━━ Data to use

//! CLI error types with exit code handling
//!
//! This module provides a unified error type for CLI operations that
//! maps errors to appropriate exit codes. Errors the user can act on carry
//! the same wording the downloader has always replied with.

use cogsmith_repo::RepoError;
use miette::Diagnostic;
use thiserror::Error;

use crate::exit_codes;

/// CLI-specific error type that includes exit code information
#[derive(Error, Debug, Diagnostic, Clone)]
pub enum CliError {
    /// User provided invalid input
    #[error("{message}")]
    #[diagnostic(code(cogsmith::cli::input))]
    Input {
        message: String,
        #[help]
        help: Option<String>,
    },

    /// Unknown, duplicate or unreadable repository
    #[error("{message}")]
    #[diagnostic(code(cogsmith::cli::repo))]
    Repo {
        message: String,
        #[help]
        help: Option<String>,
    },

    /// A git command failed
    #[error("{message}")]
    #[diagnostic(code(cogsmith::cli::git))]
    Git {
        message: String,
        #[help]
        help: Option<String>,
    },

    /// Installing a cog, library or requirement failed
    #[error("{message}")]
    #[diagnostic(code(cogsmith::cli::install))]
    Install {
        message: String,
        #[help]
        help: Option<String>,
    },

    /// Configuration could not be loaded
    #[error("Configuration error: {message}")]
    #[diagnostic(
        code(cogsmith::cli::config),
        help("Check the file passed with --config or COGSMITH_CONFIG")
    )]
    Config { message: String },

    /// IO error (file not found, permissions, etc.)
    #[error("IO error: {message}")]
    #[diagnostic(code(cogsmith::cli::io))]
    Io { message: String },

    /// Internal error (runtime, unexpected failure)
    #[error("Internal error: {message}")]
    #[diagnostic(code(cogsmith::cli::internal))]
    Internal { message: String },
}

impl CliError {
    /// Get the exit code for this error
    pub fn exit_code(&self) -> i32 {
        match self {
            CliError::Input { .. } => exit_codes::USAGE_ERROR,
            CliError::Repo { .. } => exit_codes::REPO_ERROR,
            CliError::Git { .. } => exit_codes::GIT_ERROR,
            CliError::Install { .. } => exit_codes::INSTALL_ERROR,
            CliError::Config { .. } => exit_codes::CONFIG_ERROR,
            CliError::Io { .. } => exit_codes::IO_ERROR,
            CliError::Internal { .. } => exit_codes::ERROR,
        }
    }

    /// Create an input error (user provided invalid input)
    pub fn input(message: impl Into<String>) -> Self {
        Self::Input {
            message: message.into(),
            help: None,
        }
    }

    /// Create an input error with help text
    pub fn input_with_help(message: impl Into<String>, help: impl Into<String>) -> Self {
        Self::Input {
            message: message.into(),
            help: Some(help.into()),
        }
    }

    /// Create a repository error
    pub fn repo(message: impl Into<String>) -> Self {
        Self::Repo {
            message: message.into(),
            help: None,
        }
    }

    /// Create an install error
    pub fn install(message: impl Into<String>) -> Self {
        Self::Install {
            message: message.into(),
            help: None,
        }
    }

    /// Create a configuration error
    pub fn config(message: impl Into<String>) -> Self {
        Self::Config {
            message: message.into(),
        }
    }

    /// Create an internal error
    pub fn internal(message: impl Into<String>) -> Self {
        Self::Internal {
            message: message.into(),
        }
    }
}

impl From<RepoError> for CliError {
    fn from(err: RepoError) -> Self {
        match err {
            RepoError::InvalidRepoName { name } => CliError::input_with_help(
                format!("`{}` is not a valid repository name.", name),
                "Names start with a letter or underscore and contain only letters, digits and underscores",
            ),
            RepoError::ExistingRepo { .. } | RepoError::ExistingGitRepo { .. } => {
                CliError::repo("That repo has already been added under another name.")
            }
            RepoError::MissingRepo { name } => CliError::Repo {
                message: format!("Repo by the name {} does not exist.", name),
                help: Some("List known repos with `cogsmith repo list`".to_string()),
            },
            RepoError::CloningError { stderr, .. } => CliError::Git {
                message: "Something went wrong during the cloning process.".to_string(),
                help: (!stderr.is_empty()).then_some(stderr),
            },
            RepoError::MissingModule { message } => CliError::input(message),
            RepoError::InstallationError { message } | RepoError::PipError { message } => {
                CliError::install(message)
            }
            RepoError::InvalidConfig { message } => CliError::config(message),
            RepoError::Io(e) => CliError::Io {
                message: e.to_string(),
            },
            RepoError::Spawn { program, message } => CliError::Internal {
                message: format!("could not run {}: {}", program, message),
            },
            e if e.is_git_failure() => CliError::Git {
                message: e.to_string(),
                help: None,
            },
            e => CliError::internal(e.to_string()),
        }
    }
}

impl From<std::io::Error> for CliError {
    fn from(err: std::io::Error) -> Self {
        CliError::Io {
            message: err.to_string(),
        }
    }
}

/// Result type for CLI operations
pub type Result<T> = std::result::Result<T, CliError>;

━━━━

Aim of the exercise:
Could you show every line of the material that includes the string "repository"?

Written response:
    /// Unknown, duplicate or unreadable repository
    /// Create a repository error
                format!("`{}` is not a valid repository name.", name),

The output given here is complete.